━━━ Available data ━━━

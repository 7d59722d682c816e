//! Cluster snapshot sources
//!
//! A snapshot is the trio of responses one polling cycle consumes. The
//! file-backed source reads them from a directory of JSON files, which is
//! what the CLI and test fixtures use.

use crate::models::{NodeList, NodeMetricsList, PodList};
use anyhow::{Context, Result};
use async_trait::async_trait;
use serde::de::DeserializeOwned;
use std::path::PathBuf;
use tokio::fs;

/// File names a snapshot directory is expected to contain.
pub const NODES_FILE: &str = "nodes.json";
pub const NODE_METRICS_FILE: &str = "node-metrics.json";
pub const PODS_FILE: &str = "pods.json";

/// One polling cycle's worth of cluster responses.
#[derive(Debug, Clone, Default)]
pub struct ClusterSnapshot {
    pub nodes: NodeList,
    pub node_metrics: NodeMetricsList,
    pub pods: PodList,
}

/// Trait for snapshot loading implementations
#[async_trait]
pub trait SnapshotSource: Send + Sync {
    /// Load one complete snapshot.
    async fn load(&self) -> Result<ClusterSnapshot>;
}

/// Loads snapshots from a directory of JSON files.
pub struct FileSnapshotSource {
    dir: PathBuf,
}

impl FileSnapshotSource {
    pub fn new(dir: impl Into<PathBuf>) -> Self {
        Self { dir: dir.into() }
    }

    async fn read_json<T: DeserializeOwned>(&self, filename: &str) -> Result<T> {
        let path = self.dir.join(filename);
        let content = fs::read_to_string(&path)
            .await
            .with_context(|| format!("Failed to read {}", path.display()))?;

        serde_json::from_str(&content)
            .with_context(|| format!("Failed to parse {}", path.display()))
    }
}

#[async_trait]
impl SnapshotSource for FileSnapshotSource {
    async fn load(&self) -> Result<ClusterSnapshot> {
        Ok(ClusterSnapshot {
            nodes: self.read_json(NODES_FILE).await?,
            node_metrics: self.read_json(NODE_METRICS_FILE).await?,
            pods: self.read_json(PODS_FILE).await?,
        })
    }
}

#[cfg(test)]
mod tests {
    use super::*;
    use tempfile::TempDir;

    async fn write_snapshot(dir: &TempDir) {
        fs::write(
            dir.path().join(NODES_FILE),
            r#"{ "items": [ { "metadata": { "name": "n1" },
                 "status": { "allocatable": { "cpu": "2", "memory": "8Gi" },
                             "conditions": [ { "type": "Ready", "status": "True" } ] } } ] }"#,
        )
        .await
        .unwrap();
        fs::write(
            dir.path().join(NODE_METRICS_FILE),
            r#"{ "items": [ { "metadata": { "name": "n1" },
                 "usage": { "cpu": "500m", "memory": "1Gi" } } ] }"#,
        )
        .await
        .unwrap();
        fs::write(
            dir.path().join(PODS_FILE),
            r#"{ "items": [ { "metadata": { "name": "web" },
                 "status": { "phase": "Running" } } ] }"#,
        )
        .await
        .unwrap();
    }

    #[tokio::test]
    async fn test_load_complete_snapshot() {
        let dir = TempDir::new().unwrap();
        write_snapshot(&dir).await;

        let source = FileSnapshotSource::new(dir.path());
        let snapshot = source.load().await.unwrap();

        assert_eq!(snapshot.nodes.items.len(), 1);
        assert_eq!(snapshot.node_metrics.items.len(), 1);
        assert_eq!(snapshot.pods.items.len(), 1);
        assert_eq!(snapshot.nodes.items[0].metadata.name.as_deref(), Some("n1"));
    }

    #[tokio::test]
    async fn test_missing_file_names_the_path() {
        let dir = TempDir::new().unwrap();
        // only nodes.json present
        fs::write(dir.path().join(NODES_FILE), r#"{ "items": [] }"#)
            .await
            .unwrap();

        let source = FileSnapshotSource::new(dir.path());
        let err = source.load().await.unwrap_err();
        assert!(format!("{:#}", err).contains(NODE_METRICS_FILE));
    }

    #[tokio::test]
    async fn test_malformed_json_is_an_error() {
        let dir = TempDir::new().unwrap();
        write_snapshot(&dir).await;
        fs::write(dir.path().join(PODS_FILE), "not json").await.unwrap();

        let source = FileSnapshotSource::new(dir.path());
        let err = source.load().await.unwrap_err();
        assert!(format!("{:#}", err).contains(PODS_FILE));
    }
}
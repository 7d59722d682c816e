//! CLI configuration

use anyhow::Result;
use serde::Deserialize;

/// Snapshot polling configuration, read from `INSIGHTS_`-prefixed
/// environment variables. Command-line flags take precedence.
#[derive(Debug, Clone, Deserialize)]
pub struct WatchConfig {
    /// Directory holding the snapshot JSON files
    #[serde(default = "default_snapshot_dir")]
    pub snapshot_dir: String,

    /// Polling interval in seconds
    #[serde(default = "default_interval")]
    pub interval_secs: u64,
}

fn default_snapshot_dir() -> String {
    "./snapshots".to_string()
}

fn default_interval() -> u64 {
    10
}

impl WatchConfig {
    /// Load configuration from the environment
    pub fn load() -> Result<Self> {
        let config = config::Config::builder()
            .add_source(config::Environment::with_prefix("INSIGHTS"))
            .build()?;

        Ok(config.try_deserialize().unwrap_or_else(|_| WatchConfig {
            snapshot_dir: default_snapshot_dir(),
            interval_secs: default_interval(),
        }))
    }
}
//! Quantity string parsing and numeric encoding
//!
//! A quantity string is `[sign]digits[.digits][suffix]`, where the suffix
//! region may also carry a signed scientific exponent tail. Parsing
//! tokenizes the string, resolves the suffix, then encodes the digit runs
//! into a `(value, scale)` pair under an explicit precision budget before
//! combining them into the final `f64`.

use super::suffix::{resolve_suffix, SuffixKind, SuffixScale};
use super::QuantityError;

/// Decimal digit budget shared by both suffix families.
const DIGIT_BUDGET: i32 = 18;

/// Integer digit count beyond which a decimal result leaves the f64
/// safe-integer range (2^53 is just above 9e15; 14 digits are kept as the
/// conservative ceiling).
const MAX_INTEGER_DIGITS: i32 = 14;

/// Smallest supported decimal scale. Values needing a finer scale are
/// rejected rather than computed.
const NANO_FLOOR: i32 = -9;

/// Tokenized view of one quantity string. Borrowed slices are digit-only
/// except `suffix`, which is the raw trailing region.
struct Tokens<'a> {
    positive: bool,
    integer: &'a str,
    fraction: &'a str,
    suffix: &'a str,
}

/// Decoded mantissa and base-10 exponent, prior to final combination.
struct Encoded {
    value: f64,
    scale: i32,
}

/// Decode a quantity string into an `f64`.
///
/// # Examples
///
/// ```
/// use insights_lib::quantity::parse_quantity;
///
/// assert_eq!(parse_quantity("500m").unwrap(), 0.5);
/// assert_eq!(parse_quantity("2Gi").unwrap(), 2147483648.0);
/// assert!(parse_quantity("10e3").is_err());
/// ```
pub fn parse_quantity(input: &str) -> Result<f64, QuantityError> {
    if input.is_empty() {
        return Err(QuantityError::EmptyInput);
    }
    // Answer the single "0" up front; the zero-skip pass below would reduce
    // it to an empty digit string.
    if input == "0" {
        return Ok(0.0);
    }

    let tokens = match tokenize(input)? {
        Some(tokens) => tokens,
        // all-zero digit strings are exactly zero, whatever the suffix
        None => return Ok(0.0),
    };

    let scale = resolve_suffix(tokens.suffix)?;
    let encoded = encode(&tokens, &scale)?;

    Ok(10f64.powi(encoded.scale) * encoded.value)
}

/// Split the input into sign, integer digits, fraction digits, and the raw
/// suffix region. Returns `Ok(None)` when the digits reduce to nothing but
/// zeros.
fn tokenize(input: &str) -> Result<Option<Tokens<'_>>, QuantityError> {
    let bytes = input.as_bytes();
    let len = bytes.len();
    let mut pos = 0;

    let positive = match bytes[0] {
        b'+' => {
            pos = 1;
            true
        }
        b'-' => {
            pos = 1;
            false
        }
        _ => true,
    };

    // Leading zeros carry no information.
    while pos < len && bytes[pos] == b'0' {
        pos += 1;
    }
    if pos == len {
        return Ok(None);
    }

    let integer_start = pos;
    while pos < len && bytes[pos].is_ascii_digit() {
        pos += 1;
    }
    let integer = if pos == integer_start {
        "0"
    } else {
        &input[integer_start..pos]
    };

    let mut fraction = "";
    if pos < len && bytes[pos] == b'.' {
        pos += 1;
        let fraction_start = pos;
        while pos < len && bytes[pos].is_ascii_digit() {
            pos += 1;
        }
        fraction = &input[fraction_start..pos];
    }

    let suffix = if pos < len {
        let suffix_start = pos;
        let run_start = pos;
        while pos < len && is_suffix_byte(bytes[pos]) {
            pos += 1;
        }
        if pos == run_start {
            return Err(QuantityError::UnexpectedCharacter { position: pos });
        }
        // Optional signed exponent digit run after the suffix characters.
        if pos < len && (bytes[pos] == b'+' || bytes[pos] == b'-') {
            pos += 1;
            let digits_start = pos;
            while pos < len && bytes[pos].is_ascii_digit() {
                pos += 1;
            }
            if pos == digits_start {
                return Err(QuantityError::UnexpectedCharacter { position: pos });
            }
        } else {
            while pos < len && bytes[pos].is_ascii_digit() {
                pos += 1;
            }
        }
        if pos != len {
            return Err(QuantityError::UnexpectedCharacter { position: pos });
        }
        &input[suffix_start..]
    } else {
        ""
    };

    Ok(Some(Tokens {
        positive,
        integer,
        fraction,
        suffix,
    }))
}

/// Characters that may open a suffix region.
fn is_suffix_byte(byte: u8) -> bool {
    matches!(
        byte,
        b'e' | b'E' | b'i' | b'n' | b'c' | b'u' | b'm' | b'k' | b'K' | b'M' | b'G' | b'T' | b'P'
    )
}

/// Encode digit runs and suffix scale into a `(value, scale)` pair,
/// enforcing the precision budget.
fn encode(tokens: &Tokens<'_>, suffix: &SuffixScale) -> Result<Encoded, QuantityError> {
    let integer_len = tokens.integer.len() as i32;
    let fraction_len = tokens.fraction.len() as i32;
    // The tokenizer strips leading zeros, so an all-zero integer part is
    // exactly the string "0".
    let zero_integer = tokens.integer == "0";

    let (mantissa, mut scale, precision) = match suffix.kind {
        SuffixKind::DecimalSi | SuffixKind::DecimalExponent => {
            let mut precision = DIGIT_BUDGET - (integer_len + fraction_len);
            let significant = if zero_integer { 0 } else { integer_len };
            if suffix.exponent + significant > MAX_INTEGER_DIGITS {
                precision = -1;
            }
            (1.0, suffix.exponent, precision)
        }
        SuffixKind::BinarySi => {
            // Approximate decimal-digit cost of the binary multiplier:
            // each power of two is worth ~3/10 of a decimal digit.
            let mut precision = DIGIT_BUDGET - integer_len - suffix.exponent * 3 / 10 - 2;
            if zero_integer {
                precision += 1;
            }
            if precision == 0 {
                return Err(QuantityError::Overflow);
            }
            (2f64.powi(suffix.exponent), 0, precision)
        }
    };

    if precision < 0 {
        return Err(QuantityError::Overflow);
    }

    scale -= fraction_len;
    if scale < NANO_FLOOR {
        return Err(QuantityError::Underflow);
    }

    let digits = format!("{}{}", tokens.integer, tokens.fraction);
    let magnitude: f64 = digits.parse().unwrap_or(0.0);
    let value = if tokens.positive {
        magnitude * mantissa
    } else {
        -magnitude * mantissa
    };

    Ok(Encoded { value, scale })
}
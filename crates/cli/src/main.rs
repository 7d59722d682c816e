//! Container Insights CLI
//!
//! A command-line tool for decoding resource quantity strings and turning
//! cluster snapshot files into chart-ready live data points.

mod commands;
mod config;
mod output;

use anyhow::Result;
use clap::{Parser, Subcommand};
use commands::{parse, summarize, watch};
use tracing_subscriber::EnvFilter;

/// Container Insights CLI
#[derive(Parser)]
#[command(name = "cins")]
#[command(author, version, about = "CLI for the container insights pipeline", long_about = None)]
pub struct Cli {
    /// Output format
    #[arg(long, short, default_value = "table", global = true)]
    pub format: output::OutputFormat,

    /// Enable verbose output
    #[arg(long, short, global = true)]
    pub verbose: bool,

    #[command(subcommand)]
    pub command: Commands,
}

#[derive(Subcommand)]
pub enum Commands {
    /// Decode a resource quantity string
    Parse {
        /// Quantity string, e.g. 1900m or 2Gi
        quantity: String,
    },

    /// Summarize a cluster snapshot into one live data point
    Summarize {
        /// Snapshot directory holding nodes.json, node-metrics.json, pods.json
        #[arg(long, env = "INSIGHTS_SNAPSHOT_DIR")]
        dir: Option<String>,
    },

    /// Poll a snapshot directory and emit a live data point per tick
    Watch {
        /// Snapshot directory holding nodes.json, node-metrics.json, pods.json
        #[arg(long, env = "INSIGHTS_SNAPSHOT_DIR")]
        dir: Option<String>,

        /// Seconds between polls
        #[arg(long)]
        interval_secs: Option<u64>,
    },
}

#[tokio::main]
async fn main() -> Result<()> {
    let cli = Cli::parse();

    let default_level = if cli.verbose { "debug" } else { "info" };
    tracing_subscriber::fmt()
        .with_env_filter(
            EnvFilter::try_from_default_env().unwrap_or_else(|_| EnvFilter::new(default_level)),
        )
        .init();

    match cli.command {
        Commands::Parse { quantity } => parse::run(&quantity, cli.format),
        Commands::Summarize { dir } => summarize::run(dir, cli.format).await,
        Commands::Watch { dir, interval_secs } => {
            watch::run(dir, interval_secs, cli.format).await
        }
    }
}
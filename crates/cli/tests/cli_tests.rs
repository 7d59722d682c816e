//! CLI integration tests

use std::fs;
use std::process::Command;

fn run_cli(args: &[&str]) -> std::process::Output {
    let mut full_args = vec!["run", "-p", "insights-cli", "--"];
    full_args.extend_from_slice(args);
    Command::new("cargo")
        .args(&full_args)
        .output()
        .expect("Failed to execute command")
}

/// Test that the CLI shows help
#[test]
fn test_cli_help() {
    let output = run_cli(&["--help"]);
    let stdout = String::from_utf8_lossy(&output.stdout);

    assert!(output.status.success(), "CLI help should succeed");
    assert!(stdout.contains("parse"), "Should show parse command");
    assert!(stdout.contains("summarize"), "Should show summarize command");
    assert!(stdout.contains("watch"), "Should show watch command");
    assert!(stdout.contains("--format"), "Should show format option");
}

/// Test that the CLI shows version
#[test]
fn test_cli_version() {
    let output = run_cli(&["--version"]);
    let stdout = String::from_utf8_lossy(&output.stdout);

    assert!(output.status.success(), "CLI version should succeed");
    assert!(stdout.contains("cins"), "Should show binary name");
}

/// Test decoding a binary-suffix quantity
#[test]
fn test_parse_quantity() {
    let output = run_cli(&["parse", "2Gi", "--format", "json"]);
    let stdout = String::from_utf8_lossy(&output.stdout);

    assert!(output.status.success(), "Parse should succeed");
    assert!(
        stdout.contains("2147483648"),
        "Should print the decoded value, got: {}",
        stdout
    );
}

/// Test that scientific notation is rejected
#[test]
fn test_parse_rejects_scientific_notation() {
    let output = run_cli(&["parse", "10e3"]);

    assert!(!output.status.success(), "Scientific notation should fail");
    let stderr = String::from_utf8_lossy(&output.stderr);
    assert!(
        stderr.contains("cannot decode"),
        "Should explain the failure, got: {}",
        stderr
    );
}

/// Test summarizing a snapshot directory
#[test]
fn test_summarize_snapshot_dir() {
    let dir = tempfile::TempDir::new().unwrap();
    fs::write(
        dir.path().join("nodes.json"),
        r#"{ "items": [ { "metadata": { "name": "n1" },
             "status": { "allocatable": { "cpu": "2", "memory": "8Gi" },
                         "conditions": [ { "type": "Ready", "status": "True" } ] } } ] }"#,
    )
    .unwrap();
    fs::write(
        dir.path().join("node-metrics.json"),
        r#"{ "items": [ { "metadata": { "name": "n1" },
             "usage": { "cpu": "1", "memory": "2Gi" } } ] }"#,
    )
    .unwrap();
    fs::write(
        dir.path().join("pods.json"),
        r#"{ "items": [ { "metadata": { "name": "web" },
             "status": { "phase": "Running" } } ] }"#,
    )
    .unwrap();

    let dir_arg = dir.path().to_string_lossy().to_string();
    let output = run_cli(&["summarize", "--dir", &dir_arg, "--format", "json"]);
    let stdout = String::from_utf8_lossy(&output.stdout);

    assert!(output.status.success(), "Summarize should succeed");
    assert!(stdout.contains("node_count"), "Should emit node counts");
    assert!(stdout.contains("ready"), "Should emit the ready series");
    assert!(stdout.contains("running"), "Should emit the running bucket");
}

/// Test summarize with a missing snapshot directory
#[test]
fn test_summarize_missing_dir() {
    let output = run_cli(&["summarize", "--dir", "/nonexistent/snapshots"]);

    assert!(!output.status.success(), "Missing directory should fail");
    let stderr = String::from_utf8_lossy(&output.stderr);
    assert!(
        stderr.contains("nodes.json"),
        "Should name the missing file, got: {}",
        stderr
    );
}

/// Test invalid command error handling
#[test]
fn test_invalid_command() {
    let output = run_cli(&["invalid-command"]);

    assert!(!output.status.success(), "Invalid command should fail");
    let stderr = String::from_utf8_lossy(&output.stderr);
    assert!(
        stderr.contains("error") || stderr.contains("invalid"),
        "Should show error message"
    );
}

/// Test missing required argument error handling
#[test]
fn test_missing_argument() {
    let output = run_cli(&["parse"]);

    assert!(!output.status.success(), "Missing argument should fail");
    let stderr = String::from_utf8_lossy(&output.stderr);
    assert!(
        stderr.contains("required") || stderr.contains("error"),
        "Should show error about missing argument"
    );
}
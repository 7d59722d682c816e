//! Suffix table for Kubernetes resource quantities
//!
//! Maps the magnitude suffixes of the quantity grammar to a `(base,
//! exponent)` pair and a suffix-family tag. The table is fixed; resolution
//! is a pure function over it.

use super::QuantityError;

/// Family a quantity suffix belongs to.
#[derive(Debug, Clone, Copy, PartialEq, Eq)]
pub enum SuffixKind {
    /// Power-of-two suffixes: `Ki`, `Mi`, `Gi`, `Ti`, `Pi`, `Ei`.
    BinarySi,
    /// Power-of-ten suffixes: `n`, `u`, `m`, `c`, `k`, `M`, `G`, `T`, `P`, `W`.
    DecimalSi,
    /// Raw scientific notation (`12e3`). Recognized as a family but not
    /// decoded; resolution reports it as unsupported.
    DecimalExponent,
}

/// Scale metadata for one suffix: the value multiplier is `base^exponent`.
#[derive(Debug, Clone, Copy, PartialEq, Eq)]
pub struct SuffixScale {
    pub base: u32,
    pub exponent: i32,
    pub kind: SuffixKind,
}

/// Resolve a suffix string against the fixed table.
///
/// The empty suffix resolves to the decimal identity scale. Anything not in
/// the table, including scientific-notation tails, is an error.
pub fn resolve_suffix(suffix: &str) -> Result<SuffixScale, QuantityError> {
    let (base, exponent, kind) = match suffix {
        "" => (10, 0, SuffixKind::DecimalSi),
        "Ki" => (2, 10, SuffixKind::BinarySi),
        "Mi" => (2, 20, SuffixKind::BinarySi),
        "Gi" => (2, 30, SuffixKind::BinarySi),
        "Ti" => (2, 40, SuffixKind::BinarySi),
        "Pi" => (2, 50, SuffixKind::BinarySi),
        "Ei" => (2, 60, SuffixKind::BinarySi),
        "n" => (10, -9, SuffixKind::DecimalSi),
        "u" => (10, -6, SuffixKind::DecimalSi),
        "m" => (10, -3, SuffixKind::DecimalSi),
        "c" => (10, 0, SuffixKind::DecimalSi),
        "k" => (10, 3, SuffixKind::DecimalSi),
        "M" => (10, 6, SuffixKind::DecimalSi),
        "G" => (10, 9, SuffixKind::DecimalSi),
        "T" => (10, 12, SuffixKind::DecimalSi),
        "P" => (10, 15, SuffixKind::DecimalSi),
        "W" => (10, 18, SuffixKind::DecimalSi),
        _ => return Err(QuantityError::UnsupportedSuffix(suffix.to_string())),
    };

    Ok(SuffixScale {
        base,
        exponent,
        kind,
    })
}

━━━

▶ Task item:
Please output exactly the lines between the one holding "b'e' | b'E' | b'i'" and the one holding "let fraction_len = tokens.fraction.len()" in the records above, inclusive, and nothing more.

▶ Expected output:
        b'e' | b'E' | b'i' | b'n' | b'c' | b'u' | b'm' | b'k' | b'K' | b'M' | b'G' | b'T' | b'P'
    )
}

/// Encode digit runs and suffix scale into a `(value, scale)` pair,
/// enforcing the precision budget.
fn encode(tokens: &Tokens<'_>, suffix: &SuffixScale) -> Result<Encoded, QuantityError> {
    let integer_len = tokens.integer.len() as i32;
    let fraction_len = tokens.fraction.len() as i32;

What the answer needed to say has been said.